The origins of Aby

Srikant Murali, who has been in the film industry for over 25 years, talks about the thought that led to his first film Aby.

By :  cris
Update: 2017-01-25 18:55 GMT
Working still of Aby

The pond is about 20 feet deep. A boy runs a little distance and then jumps into the pond. For about one-and-a-half seconds he is on air. One and a half seconds when he feels he is flying. Srikant Murali has a distant dreamy look on his face when he narrates this childhood episode. His childhood is filled with such stories, the kind you might read in a 70s novel, full of the love for the old arts, and an innocence that has somehow stayed with him through the years. Today he has taken that old fantasy of flying and made a film out of it — his first feature film, Aby, — which has been facing a lot of issues for a long time.
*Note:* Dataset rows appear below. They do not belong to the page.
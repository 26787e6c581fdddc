//! Rule set representation and the override merge used by both adapters.

use serde_json::{Map, Value};

/// Rule name to rule setting, in declaration order.
///
/// Settings are opaque engine values (`"error"`, `true`, `[true, {...}]`, `null`).
pub type RuleSet = Map<String, Value>;

/// Merge `overrides` on top of `defaults`.
///
/// Same-named entries are replaced wholesale (last write wins); nested values are
/// not merged. Keys only present in `defaults` keep their value and position,
/// new keys are appended in `overrides` order.
pub fn merge_rules(defaults: &RuleSet, overrides: &RuleSet) -> RuleSet {
    let mut merged = defaults.clone();
    for (name, setting) in overrides {
        merged.insert(name.clone(), setting.clone());
    }
    merged
}

/// Check whether a config key looks like a rule name rather than a nested option.
pub fn is_rule_name(key: &str) -> bool {
    !key.is_empty()
        && key
            .chars()
            .all(|c| c.is_ascii_alphanumeric() || matches!(c, '-' | '/' | '@' | '_'))
}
“My film is the answer to all the accusations against me,” says Srikant, sitting in a Kochi restaurant. Aby has been having trouble with another film — Vimanam — with allegations that both have similar story lines. “But it is not. This is a story that Santhosh Echikkanam wrote, and a script we developed together with the lead actor Vineeth Sreenivasan.” Vineeth had got on board ever since Srikant told him the story. Over the years he has talked with many actors about many films he planned to make, but none worked out.

Srikant has been in the industry for more than 25 years. “It started with an ad that veteran filmmaker K.G. George had put in a newspaper. He said he liked the film Achuvettante Veedu and we would like it too, and then left his address at the bottom. So I wrote to him saying I wanted to work with him.” Srikant didn’t know what exactly he wanted to do in cinema. What he had with him were the years of learning Kathakali from C.R. Raman Namboothiri — Appu ettan to him — and a passion for cinema.

“I played one scene, as the crying son mourning the death of his father, played by Karamana Janardanan in Oru Yaathrayude Anthyam,” Srikant says of that first K.G. George film. Patiently he worked his way up, first through television, appearing in an episode of a Doordarshan series called Jathaka Kathakal, meeting M.G. Sreekumar through his brother Sudheer, who worked with Asianet. And meeting Priyadarshan through M.G. Sreekumar. Srikant assisted Priyadarshan in 13 films in Hindi and Malayalam, and in between made ad films and produced programmes for television — Kairali TV among them, bringing him close to Sreenivasan. And through Sreenivasan the distance to Vineeth became shorter.

Srikant says he never said Aby was autistic. “He is very brilliant, and speaks only when absolutely needed.” The film is expected to release on February 17, and Srikant feels it is a vital time, because children could be motivated by the film just before their March exams. “It shows the struggle of Aby, of the difficulty in being understood by others. Children could connect to that.”